Bullying in the Workplace
A topic that I’ve been discussing a lot with other HR colleagues recently is bullying in the workplace. I’m not absolutely sure why there seems to be an increase, but that is certainly the feedback I’m getting.
Bullying is an avoidable source of complaint, and one that can potentially cost employers a lot of money. Of course, I might also argue that bullying is a very overworked term, one that is used because managers are trying to manage and the person they are trying to manage doesn’t like it. I’ve dealt with a number of cases like that, but genuine bullying does still exist.
Ok, what is bullying? How can it be avoided? And what do you do when you receive an allegation?
There are lots of definitions of bullying, depending on where you look, but they include:
• Use of superior strength or influence to intimidate someone, usually to force them to do something;
• The use of force, threat or coercion to abuse or intimidate others, often repeatedly and habitual.
• A distinctive pattern of deliberately harming or humiliating others.
These variations in definition conspire to make it difficult to be sure that an allegation has any merit. What, then, to do when you receive an allegation of bullying or harassment?
Do nothing is not an option. In my experience, these issues do not go away; at best, they fester over time and build resentment that eventually explodes; at worst, staff go sick early on, thus costing the business more money, and potentially leading to Employment Tribunals.
Some forms of bullying are [reasonably] overt – name-calling, shouting, unwarranted or excessive criticism, setting someone up to fail, overloading someone with work, excluding someone from any events, withholding information. This is not an exhaustive list.
Covert, or at least, harder to pin down, forms of bullying might be not inviting someone to a social event, excluding someone from conversations (and this might be just discussing a particular television programme, but equally, it might not). By their very definition, these types of bullying are harder to pin down.
What should you do if someone brings an allegation of bullying to your door? Try to remain objective, especially if the complaint is about you personally or someone senior to you. It can be very distressing to have someone label you a bully, and you may need to do some serious self-reflection privately to see whether there is any merit in the accusation. If so, an apology early on can work wonders in setting things right.

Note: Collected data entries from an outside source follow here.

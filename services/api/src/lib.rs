mod cli;
mod demo;
mod infra;
mod routes;
mod server;

use partner_vetting::error::AppError;

pub async fn run() -> Result<(), AppError> {
    cli::run().await
}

Even if you don’t think you’ve done anything wrong, and the person making the allegation agrees, you might still be able to resolve things by having an informal chat to try to get to the bottom of the issue. If you feel more comfortable, have a mediator or an impartial third party present to try to keep things from getting too heated. Whatever you do, don’t get into an argument. It really isn’t worth it.
If the accusation is against someone senior to you, and you know that they’ve done this kind of thing before (it happens!) you’re potentially in a tough position but this too, can be dealt with if you remain calm.
Hopefully, you will already know what your organisation’s policy is in relation to bullying – if not, check it out asap, you don’t want to muddy the waters by getting the process wrong. It might be advisable to ask the person making the allegation to wait while you do this, but play that by ear. If they are very upset, that might not be appropriate but they also need to know what the policy and procedure is and what they want and what they can expect. If your organisation doesn’t have a policy, check out the ACAS guidelines:
If your policy allows you to take the initial record of the allegation, get as much information as possible from the person making the allegation: dates, times, places, what was said, in what context, details of any witnesses. And anything else that seems relevant. Make sure that you check any timescales listed in the policy and be sure to keep the person informed of your progress. I’ve seen so many complaints escalate because the person just thought they were being ignored.
The next thing to do is to involve your HR unit if you have one, or someone like me, if you don’t, so that they can be on hand to assist if necessary. If the person complained of is senior to you, you will either have to go to them directly or go above their head. Either way, it’s unlikely to be something that you can deal with. If not, the person complained of needs to be spoken to, to get their version of events. Remember, at this stage, this is all very informal, unless your policy dictates otherwise.
This is potentially where it all gets tricky: when the two versions of events don’t accord. You may have no choice but to instigate your organisation’s grievance procedure, which will mean some sort of more formal investigation. I know people don’t always like this, but I always tell managers who’ve been accused of something that they are adamant they didn’t do that it is the only way to clear their name.
Remember that we are all human and we all sometimes say and do things that we don’t mean and that the way the other person interprets our communication is the measure of its effectiveness. If you, or someone else, has been snarky, admit it.
Ultimately, you can only do what you can do. It may be, that even after a thorough investigation, there is no evidence to support the allegation, in which case, the complainant has to decide whether they want to stay working for the company. Relationships sometimes break down and they may put in a claim for an Employment Tribunal.